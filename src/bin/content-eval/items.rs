use std::fs;
use std::path::Path;

use anyhow::Context;
use llm_evaluator::ContentType;
use serde::{Deserialize, Deserializer};

use crate::args::TypeFilter;

/// A question or answer waiting to be scored.
#[derive(Debug, Clone, Deserialize)]
pub struct ContentItem {
    #[serde(deserialize_with = "string_or_number")]
    pub id: String,
    pub content_type: ContentType,
    #[serde(default)]
    pub title: String,
    #[serde(default)]
    pub excerpt: Option<String>,
    #[serde(default)]
    pub content: Option<String>,
}

fn string_or_number<'de, D>(deserializer: D) -> Result<String, D::Error>
where
    D: Deserializer<'de>,
{
    match serde_json::Value::deserialize(deserializer)? {
        serde_json::Value::String(s) => Ok(s),
        serde_json::Value::Number(n) => Ok(n.to_string()),
        other => Err(serde::de::Error::custom(format!(
            "expected string or number id, got {other}"
        ))),
    }
}

impl ContentItem {
    /// Text sent to the model.
    pub fn text(&self) -> String {
        match self.content_type {
            ContentType::Question => format!(
                "标题: {}\n描述: {}",
                self.title,
                self.excerpt.as_deref().unwrap_or_default()
            ),
            ContentType::Answer => {
                format!("回答内容: {}", self.content.as_deref().unwrap_or_default())
            }
        }
    }

    /// Title used for article evaluation and log lines.
    pub fn display_title(&self) -> String {
        if !self.title.trim().is_empty() {
            return self.title.clone();
        }
        match self.content_type {
            ContentType::Question => format!("问题 #{}", self.id),
            ContentType::Answer => format!("回答 #{}", self.id),
        }
    }
}

pub fn load_items(path: &Path) -> anyhow::Result<Vec<ContentItem>> {
    let raw = fs::read_to_string(path)
        .with_context(|| format!("failed to read {}", path.display()))?;
    serde_json::from_str(&raw).with_context(|| format!("invalid items file {}", path.display()))
}

/// Up to `limit` items of one type, after skipping `offset` of that type.
fn of_type(
    items: &[ContentItem],
    content_type: ContentType,
    offset: usize,
    limit: usize,
) -> impl Iterator<Item = &ContentItem> {
    items
        .iter()
        .filter(move |item| item.content_type == content_type)
        .skip(offset)
        .take(limit)
}

/// Items to evaluate.
///
/// `offset` and `limit` apply to questions and answers separately; with
/// [`TypeFilter::All`] the questions come first and the combined list is cut
/// back to `limit`.
pub fn select(
    items: &[ContentItem],
    filter: TypeFilter,
    offset: usize,
    limit: usize,
) -> Vec<ContentItem> {
    let questions = || of_type(items, ContentType::Question, offset, limit);
    let answers = || of_type(items, ContentType::Answer, offset, limit);
    match filter {
        TypeFilter::Question => questions().cloned().collect(),
        TypeFilter::Answer => answers().cloned().collect(),
        TypeFilter::All => questions().chain(answers()).take(limit).cloned().collect(),
    }
}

_ _ _

EXERCISE DIRECTIONS: Could you reproduce every entry above exactly as written?

TASK RESPONSE:
filename src/bin/content-eval/items.rs
use std::fs;
use std::path::Path;

use anyhow::Context;
use llm_evaluator::ContentType;
use serde::{Deserialize, Deserializer};

use crate::args::TypeFilter;

/// A question or answer waiting to be scored.
#[derive(Debug, Clone, Deserialize)]
pub struct ContentItem {
    #[serde(deserialize_with = "string_or_number")]
    pub id: String,
    pub content_type: ContentType,
    #[serde(default)]
    pub title: String,
    #[serde(default)]
    pub excerpt: Option<String>,
    #[serde(default)]
    pub content: Option<String>,
}

fn string_or_number<'de, D>(deserializer: D) -> Result<String, D::Error>
where
    D: Deserializer<'de>,
{
    match serde_json::Value::deserialize(deserializer)? {
        serde_json::Value::String(s) => Ok(s),
        serde_json::Value::Number(n) => Ok(n.to_string()),
        other => Err(serde::de::Error::custom(format!(
            "expected string or number id, got {other}"
        ))),
    }
}

impl ContentItem {
    /// Text sent to the model.
    pub fn text(&self) -> String {
        match self.content_type {
            ContentType::Question => format!(
                "标题: {}\n描述: {}",
                self.title,
                self.excerpt.as_deref().unwrap_or_default()
            ),
            ContentType::Answer => {
                format!("回答内容: {}", self.content.as_deref().unwrap_or_default())
            }
        }
    }

    /// Title used for article evaluation and log lines.
    pub fn display_title(&self) -> String {
        if !self.title.trim().is_empty() {
            return self.title.clone();
        }
        match self.content_type {
            ContentType::Question => format!("问题 #{}", self.id),
            ContentType::Answer => format!("回答 #{}", self.id),
        }
    }
}

pub fn load_items(path: &Path) -> anyhow::Result<Vec<ContentItem>> {
    let raw = fs::read_to_string(path)
        .with_context(|| format!("failed to read {}", path.display()))?;
    serde_json::from_str(&raw).with_context(|| format!("invalid items file {}", path.display()))
}

/// Up to `limit` items of one type, after skipping `offset` of that type.
fn of_type(
    items: &[ContentItem],
    content_type: ContentType,
    offset: usize,
    limit: usize,
) -> impl Iterator<Item = &ContentItem> {
    items
        .iter()
        .filter(move |item| item.content_type == content_type)
        .skip(offset)
        .take(limit)
}

/// Items to evaluate.
///
/// `offset` and `limit` apply to questions and answers separately; with
/// [`TypeFilter::All`] the questions come first and the combined list is cut
/// back to `limit`.
pub fn select(
    items: &[ContentItem],
    filter: TypeFilter,
    offset: usize,
    limit: usize,
) -> Vec<ContentItem> {
    let questions = || of_type(items, ContentType::Question, offset, limit);
    let answers = || of_type(items, ContentType::Answer, offset, limit);
    match filter {
        TypeFilter::Question => questions().cloned().collect(),
        TypeFilter::Answer => answers().cloned().collect(),
        TypeFilter::All => questions().chain(answers()).take(limit).cloned().collect(),
    }
}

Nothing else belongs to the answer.